From fast-tracking crucial research to supporting remote learning, publishers are responding to COVID-19.
The following is a summary of actions taken by publishers throughout the ongoing COVID-19 pandemic. Under each heading, you will find a summary and examples of specific areas of activity from academic, consumer and education publishers. If you would like to learn more about any of the following initiatives or add examples to this resource, please get in touch with Eliza: email@example.com.
Many of our members have made vital research and data related to the COVID-19 outbreak immediately available and freely accessible online and many are signatories of the Wellcome Trust Coronavirus consensus statement.
Our academic members are also working with the White House Office of Science and Technology to make all relevant global research immediately available in one place (such as the National Library of Medicine, PubMed Central and other publicly funded repositories such as the World Health Organization (WHO) COVID database).
Many publishers have centralised and made freely available all relevant research related to the coronavirus online, including content from online resources and leading journals, to assist researchers, medical professionals, policy makers and others who are working to address the pandemic.
F1000Research has created a dedicated Gateway to showcase research published in this area, including preprints, to ensure immediate access to the latest research developments. Springer Nature are also working with the Allen Institute for AI to enable their content to be used in their Semantic Scholar application and by the wider scientific community.
Many publishers (Oxford University Press, Springer Nature, Taylor & Francis, Wiley and SAGE) are signatories of the Wellcome Trust consensus statement to share research data and findings relevant to the novel coronavirus (COVID-19) outbreak.
Major academic publishers (including Elsevier, Springer Nature, Taylor & Francis, and Wiley) are working closely with the White House Office of Science and Technology, responding to the call for all COVID-19 related research and data to be made immediately available.
Many have done so via PubMed Central, the archive of biomedical and life science at the US National Institutes of Health’s National Library of Medicine. and other publicly funded repositories such as the WHO COVID database. All this information is open for full text and data mining and without any limitations for as long as needed while the public health emergency is ongoing.
Academic publishers have also prioritised the rapid publication of COVID-19 related research materials to accelerate access to the latest knowledge for researchers.
To support remote learning, academic publishers have also granted free access to many online resources for students and academic staff. This includes free online textbooks and online learning solutions.

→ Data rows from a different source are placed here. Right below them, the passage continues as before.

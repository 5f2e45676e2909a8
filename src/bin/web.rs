//! Single binary web server: tournament engine behind a REST API.
//! Run with: cargo run --bin web
//! Listens on 0.0.0.0:8080 by default so the app is reachable via DNS on a VPS.
//! Override with env: HOST (e.g. 0.0.0.0), PORT (e.g. 8080).

use actix_web::{
    get, post, put,
    web::{Data, Json, Path},
    App, HttpResponse, HttpServer, Responder,
};
use badminton_tournament_web::{
    advance_phase, assign_roster, record_final_result, record_result, DecisionPolicy, Fixture,
    OperatorChoice, Tournament, TournamentId,
};
use rand::rngs::StdRng;
use rand::SeedableRng;
use serde::Deserialize;
use std::collections::HashMap;
use std::sync::RwLock;
use std::time::{Duration, Instant};

/// Per-tournament entry: tournament data + last activity time (for auto-cleanup).
struct TournamentEntry {
    tournament: Tournament,
    last_activity: Instant,
}

/// In-memory state: many tournaments by ID (sessioned). Entries are removed after inactivity.
type AppState = Data<RwLock<HashMap<TournamentId, TournamentEntry>>>;

/// Inactivity threshold: tournaments not accessed for this long are removed.
const INACTIVITY_TIMEOUT: Duration = Duration::from_secs(12 * 3600);

#[derive(serde::Serialize)]
struct HealthResponse {
    ok: bool,
    service: &'static str,
}

#[derive(Deserialize)]
struct CreateTournamentBody {
    #[serde(default = "default_team_count")]
    team_count: usize,
}

fn default_team_count() -> usize {
    4
}

#[derive(Deserialize)]
struct PolicyBody {
    policy: DecisionPolicy,
}

#[derive(Deserialize)]
struct RosterBody {
    pool_one: Vec<String>,
    pool_two: Vec<String>,
    /// Optional seed for a reproducible draw; otherwise the thread RNG is used.
    seed: Option<u64>,
}

#[derive(Deserialize)]
struct RecordResultBody {
    home_team: String,
    away_team: String,
    home_score: u32,
    away_score: u32,
}

#[derive(Deserialize)]
struct AdvanceBody {
    choice: OperatorChoice,
}

#[derive(Deserialize)]
struct FinalResultBody {
    home_score: u32,
    away_score: u32,
}

#[derive(Deserialize)]
struct ResetBody {
    team_count: usize,
}

/// Path segment: tournament id (e.g. /api/tournaments/{id})
#[derive(Deserialize)]
struct TournamentPath {
    id: TournamentId,
}

#[get("/api/health")]
async fn api_health() -> impl Responder {
    HttpResponse::Ok().json(HealthResponse {
        ok: true,
        service: "badminton-tournament-web",
    })
}

/// Avoid 404 in browser tab: favicon not required for app logic.
#[get("/favicon.ico")]
async fn favicon() -> HttpResponse {
    HttpResponse::NoContent().finish()
}

/// Create a new tournament (returns it with id; client stores id for subsequent requests).
#[post("/api/tournaments")]
async fn api_create_tournament(
    state: AppState,
    body: Option<Json<CreateTournamentBody>>,
) -> HttpResponse {
    let team_count = body
        .as_ref()
        .map(|b| b.team_count)
        .unwrap_or_else(default_team_count);
    let tournament = match Tournament::new(team_count) {
        Ok(t) => t,
        Err(e) => {
            return HttpResponse::BadRequest().json(serde_json::json!({ "error": e.to_string() }))
        }
    };
    let id = tournament.id;
    let mut g = match state.write() {
        Ok(guard) => guard,
        Err(_) => return HttpResponse::InternalServerError().body("lock error"),
    };
    g.insert(
        id,
        TournamentEntry {
            tournament,
            last_activity: Instant::now(),
        },
    );
    match g.get(&id) {
        Some(entry) => HttpResponse::Ok().json(&entry.tournament),
        None => HttpResponse::InternalServerError().body("lock error"),
    }
}

/// Get a tournament by id (404 if not found). Touching it refreshes last_activity.
#[get("/api/tournaments/{id}")]
async fn api_get_tournament(state: AppState, path: Path<TournamentPath>) -> HttpResponse {
    let mut g = match state.write() {
        Ok(guard) => guard,
        Err(_) => return HttpResponse::InternalServerError().body("lock error"),
    };
    match g.get_mut(&path.id) {
        Some(entry) => {
            entry.last_activity = Instant::now();
            HttpResponse::Ok().json(&entry.tournament)
        }
        None => HttpResponse::NotFound().json(serde_json::json!({ "error": "No tournament" })),
    }
}

/// Set the decision policy (tournament must be in Setup).
#[put("/api/tournaments/{id}/policy")]
async fn api_set_policy(
    state: AppState,
    path: Path<TournamentPath>,
    body: Json<PolicyBody>,
) -> HttpResponse {
    let mut g = match state.write() {
        Ok(guard) => guard,
        Err(_) => return HttpResponse::InternalServerError().body("lock error"),
    };
    let entry = match g.get_mut(&path.id) {
        Some(e) => e,
        None => {
            return HttpResponse::NotFound().json(serde_json::json!({ "error": "No tournament" }))
        }
    };
    entry.last_activity = Instant::now();
    let t = &mut entry.tournament;
    match t.set_policy(body.policy) {
        Ok(()) => HttpResponse::Ok().json(t),
        Err(e) => HttpResponse::BadRequest().json(serde_json::json!({ "error": e.to_string() })),
    }
}

/// Assign players to teams and open the league (tournament must be in Setup).
#[post("/api/tournaments/{id}/roster")]
async fn api_assign_roster(
    state: AppState,
    path: Path<TournamentPath>,
    body: Json<RosterBody>,
) -> HttpResponse {
    let mut g = match state.write() {
        Ok(guard) => guard,
        Err(_) => return HttpResponse::InternalServerError().body("lock error"),
    };
    let entry = match g.get_mut(&path.id) {
        Some(e) => e,
        None => {
            return HttpResponse::NotFound().json(serde_json::json!({ "error": "No tournament" }))
        }
    };
    entry.last_activity = Instant::now();
    let t = &mut entry.tournament;
    let result = match body.seed {
        Some(seed) => assign_roster(
            t,
            &body.pool_one,
            &body.pool_two,
            &mut StdRng::seed_from_u64(seed),
        ),
        None => assign_roster(t, &body.pool_one, &body.pool_two, &mut rand::thread_rng()),
    };
    match result {
        Ok(()) => HttpResponse::Ok().json(t),
        Err(e) => HttpResponse::BadRequest().json(serde_json::json!({ "error": e.to_string() })),
    }
}

/// Get the round-robin schedule (rounds with fixtures).
#[get("/api/tournaments/{id}/schedule")]
async fn api_get_schedule(state: AppState, path: Path<TournamentPath>) -> HttpResponse {
    let mut g = match state.write() {
        Ok(guard) => guard,
        Err(_) => return HttpResponse::InternalServerError().body("lock error"),
    };
    match g.get_mut(&path.id) {
        Some(entry) => {
            entry.last_activity = Instant::now();
            HttpResponse::Ok().json(&entry.tournament.rounds)
        }
        None => HttpResponse::NotFound().json(serde_json::json!({ "error": "No tournament" })),
    }
}

/// Get the current points table, sorted by points then run rate.
#[get("/api/tournaments/{id}/standings")]
async fn api_get_standings(state: AppState, path: Path<TournamentPath>) -> HttpResponse {
    let mut g = match state.write() {
        Ok(guard) => guard,
        Err(_) => return HttpResponse::InternalServerError().body("lock error"),
    };
    match g.get_mut(&path.id) {
        Some(entry) => {
            entry.last_activity = Instant::now();
            HttpResponse::Ok().json(entry.tournament.standings())
        }
        None => HttpResponse::NotFound().json(serde_json::json!({ "error": "No tournament" })),
    }
}

/// Get the qualification signal (certified + top two).
#[get("/api/tournaments/{id}/qualification")]
async fn api_get_qualification(state: AppState, path: Path<TournamentPath>) -> HttpResponse {
    let mut g = match state.write() {
        Ok(guard) => guard,
        Err(_) => return HttpResponse::InternalServerError().body("lock error"),
    };
    match g.get_mut(&path.id) {
        Some(entry) => {
            entry.last_activity = Instant::now();
            HttpResponse::Ok().json(entry.tournament.qualification())
        }
        None => HttpResponse::NotFound().json(serde_json::json!({ "error": "No tournament" })),
    }
}

/// Record or correct a league score (tournament must be in League).
#[put("/api/tournaments/{id}/results")]
async fn api_record_result(
    state: AppState,
    path: Path<TournamentPath>,
    body: Json<RecordResultBody>,
) -> HttpResponse {
    let mut g = match state.write() {
        Ok(guard) => guard,
        Err(_) => return HttpResponse::InternalServerError().body("lock error"),
    };
    let entry = match g.get_mut(&path.id) {
        Some(e) => e,
        None => {
            return HttpResponse::NotFound().json(serde_json::json!({ "error": "No tournament" }))
        }
    };
    entry.last_activity = Instant::now();
    let t = &mut entry.tournament;
    let fixture = Fixture::new(body.home_team.clone(), body.away_team.clone());
    match record_result(t, &fixture, body.home_score, body.away_score) {
        Ok(()) => HttpResponse::Ok().json(t),
        Err(e) => HttpResponse::BadRequest().json(serde_json::json!({ "error": e.to_string() })),
    }
}

/// Answer a decision gate: continue the league or move to the final.
#[post("/api/tournaments/{id}/advance")]
async fn api_advance_phase(
    state: AppState,
    path: Path<TournamentPath>,
    body: Json<AdvanceBody>,
) -> HttpResponse {
    let mut g = match state.write() {
        Ok(guard) => guard,
        Err(_) => return HttpResponse::InternalServerError().body("lock error"),
    };
    let entry = match g.get_mut(&path.id) {
        Some(e) => e,
        None => {
            return HttpResponse::NotFound().json(serde_json::json!({ "error": "No tournament" }))
        }
    };
    entry.last_activity = Instant::now();
    let t = &mut entry.tournament;
    match advance_phase(t, body.choice) {
        Ok(()) => HttpResponse::Ok().json(t),
        Err(e) => HttpResponse::BadRequest().json(serde_json::json!({ "error": e.to_string() })),
    }
}

/// Record the score of the final (tournament must be in Final).
#[put("/api/tournaments/{id}/final")]
async fn api_record_final(
    state: AppState,
    path: Path<TournamentPath>,
    body: Json<FinalResultBody>,
) -> HttpResponse {
    let mut g = match state.write() {
        Ok(guard) => guard,
        Err(_) => return HttpResponse::InternalServerError().body("lock error"),
    };
    let entry = match g.get_mut(&path.id) {
        Some(e) => e,
        None => {
            return HttpResponse::NotFound().json(serde_json::json!({ "error": "No tournament" }))
        }
    };
    entry.last_activity = Instant::now();
    let t = &mut entry.tournament;
    match record_final_result(t, body.home_score, body.away_score) {
        Ok(()) => HttpResponse::Ok().json(t),
        Err(e) => HttpResponse::BadRequest().json(serde_json::json!({ "error": e.to_string() })),
    }
}

/// Reset to Setup with a fresh roster; discards all recorded results.
#[post("/api/tournaments/{id}/reset")]
async fn api_reset_roster(
    state: AppState,
    path: Path<TournamentPath>,
    body: Json<ResetBody>,
) -> HttpResponse {
    let mut g = match state.write() {
        Ok(guard) => guard,
        Err(_) => return HttpResponse::InternalServerError().body("lock error"),
    };
    let entry = match g.get_mut(&path.id) {
        Some(e) => e,
        None => {
            return HttpResponse::NotFound().json(serde_json::json!({ "error": "No tournament" }))
        }
    };
    entry.last_activity = Instant::now();
    let t = &mut entry.tournament;
    match t.reset_roster(body.team_count) {
        Ok(()) => HttpResponse::Ok().json(t),
        Err(e) => HttpResponse::BadRequest().json(serde_json::json!({ "error": e.to_string() })),
    }
}

fn default_host() -> String {
    "0.0.0.0".to_string()
}

fn default_port() -> u16 {
    8080
}

#[actix_web::main]
async fn main() -> std::io::Result<()> {
    env_logger::init_from_env(env_logger::Env::new().default_filter_or("info"));

    let host = std::env::var("HOST").unwrap_or_else(|_| default_host());
    let port: u16 = std::env::var("PORT")
        .ok()
        .and_then(|p| p.parse().ok())
        .unwrap_or_else(default_port);
    let bind = (host.as_str(), port);
    log::info!("Starting server at http://{}:{}", bind.0, bind.1);

    let state = Data::new(RwLock::new(HashMap::<TournamentId, TournamentEntry>::new()));

    // Background task: every 30 minutes, remove tournaments inactive for 12+ hours
    let state_cleanup = state.clone();
    actix_web::rt::spawn(async move {
        let mut interval = actix_web::rt::time::interval(Duration::from_secs(30 * 60));
        loop {
            interval.tick().await;
            let mut g = match state_cleanup.write() {
                Ok(guard) => guard,
                Err(_) => continue,
            };
            let before = g.len();
            g.retain(|_, entry| entry.last_activity.elapsed() < INACTIVITY_TIMEOUT);
            let removed = before - g.len();
            if removed > 0 {
                log::info!(
                    "Cleaned up {} inactive tournament(s) (no activity for 12h)",
                    removed
                );
            }
        }
    });

    HttpServer::new(move || {
        App::new()
            .app_data(state.clone())
            .service(api_health)
            .service(favicon)
            .service(api_create_tournament)
            .service(api_get_tournament)
            .service(api_set_policy)
            .service(api_assign_roster)
            .service(api_get_schedule)
            .service(api_get_standings)
            .service(api_get_qualification)
            .service(api_record_result)
            .service(api_advance_phase)
            .service(api_record_final)
            .service(api_reset_roster)
    })
    .bind(bind)?
    .run()
    .await
}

Academic publishers are also continually in contact with library staff to ensure their institutions have sufficient access to online resources.
Many publishers are working to ensure that students (who no longer have access to physical library resources because their campus is closed) can access core textbooks online.
Publishers are ensuring that medical, media and legal professionals have access to high quality, up-to-date information about coronavirus.
Consumer publishers have made many books and learning resources freely available online, to support home-schooling and to provide entertainment for socially-distancing customers.
Many consumer publishers have also partnered with charitable or not-for-profit organisations to make sure books and learning resources reach those in need. Partners include the Reading Agency, Book Trust, National Literacy Trust and Neighbourly.
In support of bookshops, consumer publishers have so far pledged financial support and promoted the importance of book buying on social media. Publishers will continue to work closely with the Booksellers Association to find other practical ways to support the bookselling industry.
Authors and illustrators are the lifeblood of the publishing industry and making sure they are supported is of paramount importance to publishers at this time. Consumer publishers are therefore running several initiatives to this effect such as online book launches and maintaining talent discovery programmes for new and debut writers.
Many education publishers have made primary, secondary and revision learning resources freely available online. These free resources include ebooks for students and interactive learning tools.
Education members are also assisting teachers and students as they move to remote learning. This help includes blogs and guides to learning from home, as well as online support networks. Also on offer is specific guidance for teachers in areas such as running virtual classrooms, lesson planning and professional development.
Some education members are releasing guides for parents as they home-school their children. These include sample home-school planners, for example. Additionally, many members have released guidance on topics such as mindfulness and wellbeing, to help individuals through this uncertain and unusual time.